Il est à noter que depuis le XVIème siècle les territoires de l’Empire Ottoman donc musulmans s’étendaient sur presque tout le pourtour méditerranéen. En 1815, il couvrait, au sud, la bande côtière jusqu’à la Tunisie, au nord ce qui en dehors des frontières actuelles de la Turquie était nommée la Yougoslavie avant la chute du Rideau de Fer ainsi que l’actuelle Bulgarie et la Roumanie mais aussi la Grèce et la Macédoine.
En 1821 commença la révolte des populations grecques contre cette occupation qui durait depuis des siècles. Les massacres des civils grecs se succédèrent. Le tableau de Delacroix peint en 1824, qui représentait « Les massacres de Scio » perpétrés deux ans plus tôt par les troupes turques sur des populations désarmées sur une île qui ne les combattait pas, en sont un bouleversant et magnifique témoignage.
Si les gouvernements européens ne bougèrent pas pour prendre la défense des populations chrétiennes, des artistes, des libéraux s’engagèrent dans la guerre au côté des Grecs. Le plus connu de ceux-là est le jeune poète Lord Byron qui mourut d’ailleurs à Missolonghi en avril 1824. La guerre s’acheva par une Grèce libre.
En hommage au poète et à la Grèce, Delacroix peindra La Grèce sur les ruines de Missalonghi et écrira dans son journal : « Rappelle-toi pour t’enflammer éternellement certains passages de Byron »
En 1813 Byron avait publié le Giaour, titre de l’un de ses contes turcs, qui mettaient face à face les deux entités dont durant des siècles, les croyances et les habitudes s’affrontaient, l’Islam et la Chrétienté, un musulman et un chrétien, symbole de la lutte qui en son temps opposait la Grèce chrétienne à l’occupation ottomane.
Le mot giaour est un mot turc, dérivé du vénitien giaurro, équivalent par le sens du mot kafir en arabe, un terme méprisant pour désigner tous ceux qui ne sont pas musulmans, autrement dit les chrétiens, « les infidèles ».

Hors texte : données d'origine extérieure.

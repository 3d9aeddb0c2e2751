//! Decision engine: asks the model for the next action and validates it.
//!
//! The reply is a single JSON object:
//! `{"action", "think", "searchQuery", "URLTargets", "questionsToAnswer", "answer", "references"}`.
//! Anything malformed, or naming an action the current mask disables, becomes
//! an [`InvalidDecision`]; the controller never executes it.

use super::availability::ActionAvailability;
use super::frontier::FrontierEntry;
use super::gaps::{GapEntry, normalize_question};
use super::knowledge::{KnowledgeItem, Reference};
use super::prompt;
use super::state::{ControllerState, DiaryEntry, Lesson};
use crate::brain::{Brain, ModelRole, parse_json_reply};
use crate::config::ControllerConfig;
use crate::error::{InvalidDecision, LlmError};
use crate::types::{ActionKind, TokenUsage};
use serde::{Deserialize, Deserializer, Serialize};
use std::collections::HashSet;
use std::sync::Arc;
use tracing::{debug, warn};

/// A validated action with its parameters.
#[derive(Debug, Clone, PartialEq, Serialize, Deserialize)]
#[serde(tag = "action", rename_all = "lowercase")]
pub enum Decision {
    Search { query: String },
    Visit { urls: Vec<String> },
    Reflect { sub_questions: Vec<String> },
    Answer { text: String, references: Vec<Reference> },
}

impl Decision {
    pub fn kind(&self) -> ActionKind {
        match self {
            Decision::Search { .. } => ActionKind::Search,
            Decision::Visit { .. } => ActionKind::Visit,
            Decision::Reflect { .. } => ActionKind::Reflect,
            Decision::Answer { .. } => ActionKind::Answer,
        }
    }

    /// Parameters as reported in progress events.
    pub fn params(&self) -> serde_json::Value {
        match self {
            Decision::Search { query } => serde_json::json!({ "searchQuery": query }),
            Decision::Visit { urls } => serde_json::json!({ "URLTargets": urls }),
            Decision::Reflect { sub_questions } => {
                serde_json::json!({ "questionsToAnswer": sub_questions })
            }
            Decision::Answer { text, references } => serde_json::json!({
                "answer": text,
                "references": references,
            }),
        }
    }
}

/// The model's choice for this step plus its stated reasoning.
#[derive(Debug, Clone, PartialEq)]
pub struct ProposedAction {
    pub think: String,
    pub decision: Decision,
}

impl ProposedAction {
    pub fn kind(&self) -> ActionKind {
        self.decision.kind()
    }
}

#[derive(Debug, Deserialize)]
struct RawReference {
    #[serde(default, alias = "snippet", alias = "exact_quote")]
    #[serde(rename = "exactQuote")]
    exact_quote: String,
    #[serde(default)]
    url: String,
}

#[derive(Debug, Deserialize)]
struct RawDecision {
    action: String,
    #[serde(default)]
    think: String,
    #[serde(default, rename = "searchQuery", alias = "search_query")]
    search_query: Option<String>,
    #[serde(default, rename = "URLTargets", alias = "urls")]
    url_targets: Vec<String>,
    #[serde(default, rename = "questionsToAnswer", alias = "questions")]
    questions_to_answer: Vec<String>,
    #[serde(default, deserialize_with = "scalar_text")]
    answer: Option<String>,
    #[serde(default)]
    references: Vec<RawReference>,
}

/// Read a string, number or boolean as text; models sometimes answer `2`
/// instead of `"2"`.
fn scalar_text<'de, D: Deserializer<'de>>(deserializer: D) -> Result<Option<String>, D::Error> {
    use serde_json::Value;
    match Option::<Value>::deserialize(deserializer)? {
        None | Some(Value::Null) => Ok(None),
        Some(Value::String(text)) => Ok(Some(text)),
        Some(Value::Number(n)) => Ok(Some(n.to_string())),
        Some(Value::Bool(b)) => Ok(Some(b.to_string())),
        Some(other) => Err(serde::de::Error::custom(format!(
            "answer must be text, got {other}"
        ))),
    }
}

/// Caps applied while validating a decision.
#[derive(Debug, Clone, Copy)]
pub struct DecisionLimits {
    pub max_urls: usize,
    pub max_sub_questions: usize,
}

impl From<&ControllerConfig> for DecisionLimits {
    fn from(config: &ControllerConfig) -> Self {
        Self {
            max_urls: config.max_urls_per_visit.max(1),
            max_sub_questions: config.max_sub_questions.max(1),
        }
    }
}

impl Default for DecisionLimits {
    fn default() -> Self {
        Self::from(&ControllerConfig::default())
    }
}

/// Parse and validate a decision reply against this step's mask.
pub fn parse_decision(
    text: &str,
    availability: &ActionAvailability,
    limits: DecisionLimits,
) -> Result<ProposedAction, InvalidDecision> {
    let raw: RawDecision = parse_json_reply(text)
        .map_err(|e| InvalidDecision::new(None, format!("malformed decision: {e}")))?;

    let kind = ActionKind::parse(&raw.action).ok_or_else(|| {
        InvalidDecision::new(None, format!("unknown action '{}'", raw.action))
    })?;

    if !availability.is_enabled(kind) {
        return Err(InvalidDecision::new(
            Some(kind),
            format!("action '{kind}' is not available this step"),
        ));
    }

    let decision = match kind {
        ActionKind::Search => {
            let query = raw.search_query.unwrap_or_default().trim().to_string();
            if query.is_empty() {
                return Err(InvalidDecision::new(Some(kind), "search without a query"));
            }
            Decision::Search { query }
        }
        ActionKind::Visit => {
            let mut seen = HashSet::new();
            let urls: Vec<String> = raw
                .url_targets
                .into_iter()
                .map(|u| u.trim().to_string())
                .filter(|u| !u.is_empty() && seen.insert(u.clone()))
                .take(limits.max_urls)
                .collect();
            if urls.is_empty() {
                return Err(InvalidDecision::new(Some(kind), "visit without URLs"));
            }
            Decision::Visit { urls }
        }
        ActionKind::Reflect => {
            let mut seen = HashSet::new();
            let sub_questions: Vec<String> = raw
                .questions_to_answer
                .into_iter()
                .map(|q| q.trim().to_string())
                .filter(|q| !q.is_empty() && seen.insert(normalize_question(q)))
                .take(limits.max_sub_questions)
                .collect();
            if sub_questions.is_empty() {
                return Err(InvalidDecision::new(Some(kind), "reflect without questions"));
            }
            Decision::Reflect { sub_questions }
        }
        ActionKind::Answer => {
            let text = raw.answer.unwrap_or_default().trim().to_string();
            if text.is_empty() {
                return Err(InvalidDecision::new(Some(kind), "answer without text"));
            }
            let references = raw
                .references
                .into_iter()
                .filter(|r| !r.url.trim().is_empty())
                .map(|r| Reference::new(r.url.trim(), r.exact_quote))
                .collect();
            Decision::Answer { text, references }
        }
    };

    Ok(ProposedAction {
        think: raw.think,
        decision,
    })
}

/// Everything the decision model sees for one step.
#[derive(Debug, Clone)]
pub struct DecisionContext<'a> {
    pub step: u64,
    pub query: &'a str,
    pub question: &'a GapEntry,
    pub knowledge: &'a [KnowledgeItem],
    pub frontier: Vec<&'a FrontierEntry>,
    pub open_gaps: Vec<String>,
    pub diary: Vec<&'a DiaryEntry>,
    pub lessons: &'a [Lesson],
    pub availability: ActionAvailability,
    pub bad_attempts: u32,
}

impl<'a> DecisionContext<'a> {
    /// Windowed view of the state for the question being worked on.
    pub fn from_state(
        state: &'a ControllerState,
        question: &'a GapEntry,
        step: u64,
        config: &ControllerConfig,
    ) -> Self {
        let diary = state.diary_for(question.text());
        let diary_start = diary.len().saturating_sub(config.diary_window);
        Self {
            step,
            query: state.query(),
            question,
            knowledge: state.knowledge.recent(config.knowledge_window),
            frontier: state
                .frontier
                .unvisited()
                .take(config.frontier_window)
                .collect(),
            open_gaps: state.gaps.questions(),
            diary: diary[diary_start..].to_vec(),
            lessons: &state.lessons,
            availability: state.availability,
            bad_attempts: state.bad_attempts,
        }
    }
}

/// Result of one decision call: usage is always reported, the outcome may be invalid.
#[derive(Debug, Clone)]
pub struct DecisionReply {
    pub usage: TokenUsage,
    pub outcome: Result<ProposedAction, InvalidDecision>,
}

pub struct DecisionEngine {
    brain: Arc<Brain>,
    limits: DecisionLimits,
}

impl DecisionEngine {
    pub fn new(brain: Arc<Brain>, limits: DecisionLimits) -> Self {
        Self { brain, limits }
    }

    /// Ask the model for the next action.
    ///
    /// Returns `Err` only when the decision model itself is unavailable.
    pub async fn decide(&self, ctx: &DecisionContext<'_>) -> Result<DecisionReply, LlmError> {
        let user = prompt::decision_prompt(ctx);
        let reply = match self
            .brain
            .complete(ModelRole::Decision, prompt::DECISION_SYSTEM, &user)
            .await
        {
            Ok(reply) => reply,
            Err(LlmError::ResponseParse { message }) => {
                warn!(step = ctx.step, error = %message, "Decision reply could not be parsed");
                return Ok(DecisionReply {
                    usage: TokenUsage::default(),
                    outcome: Err(InvalidDecision::new(None, message)),
                });
            }
            Err(e) => return Err(e),
        };

        let outcome = parse_decision(&reply.text, &ctx.availability, self.limits);
        match &outcome {
            Ok(proposed) => debug!(
                step = ctx.step,
                action = %proposed.kind(),
                "Decision accepted"
            ),
            Err(e) => warn!(step = ctx.step, reason = %e.reason, "Decision rejected"),
        }
        Ok(DecisionReply {
            usage: reply.usage,
            outcome,
        })
    }
}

Lord Byron conte dans ce poème, l’histoire d’un chrétien, le Giaour, amoureux d’une jeune Circassienne, Leila, l’une des femmes du sérail du chef turc Hassan, que Byron nomme le Pacha.
Afin de rejoindre le Giaour dont elle est amoureuse, Leila prétend aller aux bains et déguisée en page, pour tromper la vigilance des eunuques, va retrouver son amant. La ruse est découverte, Leila sera enfermée vivante dans un sac, jetée du haut des rochers dans la mer sur l’ordre de Hassan. Le Giaour brisé de chagrin en apprenant sa mort atroce, décide de la venger. Il tend un piège à Hassan et le tue en combat singulier. Ecrasé par la douleur et la culpabilité de son meurtre, il se retire dans un cloître et se confesse avant de mourir.
Delacroix est fasciné par ce récit habité des sentiments les plus extrêmes, violence du désir, de la passion, de la vengeance, intensité du meurtre, jouissance de la vengeance, effroi face au néant de la mort, puissance destructrice et salvatrice à la fois du remords, tourmente de l’âme déchirée entre la foi chrétienne et sa morale. De nombreuses esquisses, dessins, études en particulier de chevaux, précèdent les tableaux à l’huile aux couleurs chatoyantes et même une lithographie.
Delacroix illustre différents moments du combat fatal entre les deux hommes. Il représente les deux cavaliers prêts à s’affronter, les armes à la main, au premier plan d’un paysage rocailleux, ocre, presque dénudé. Un autre tableau les cerne tous deux, sans arrière plan, dans un enlacement de chevaux qui luttent, d’hommes comme pris au piège de leurs montures et de leurs armes si proches de l’adversaire, que l’on sait déjà que l’un des deux périra, puis celui d’Hassan désarmé enfin le tableau où Hassan gît mort allongé dans la poussière au pied de sa monture et que « le Giaour contemple sa victime ».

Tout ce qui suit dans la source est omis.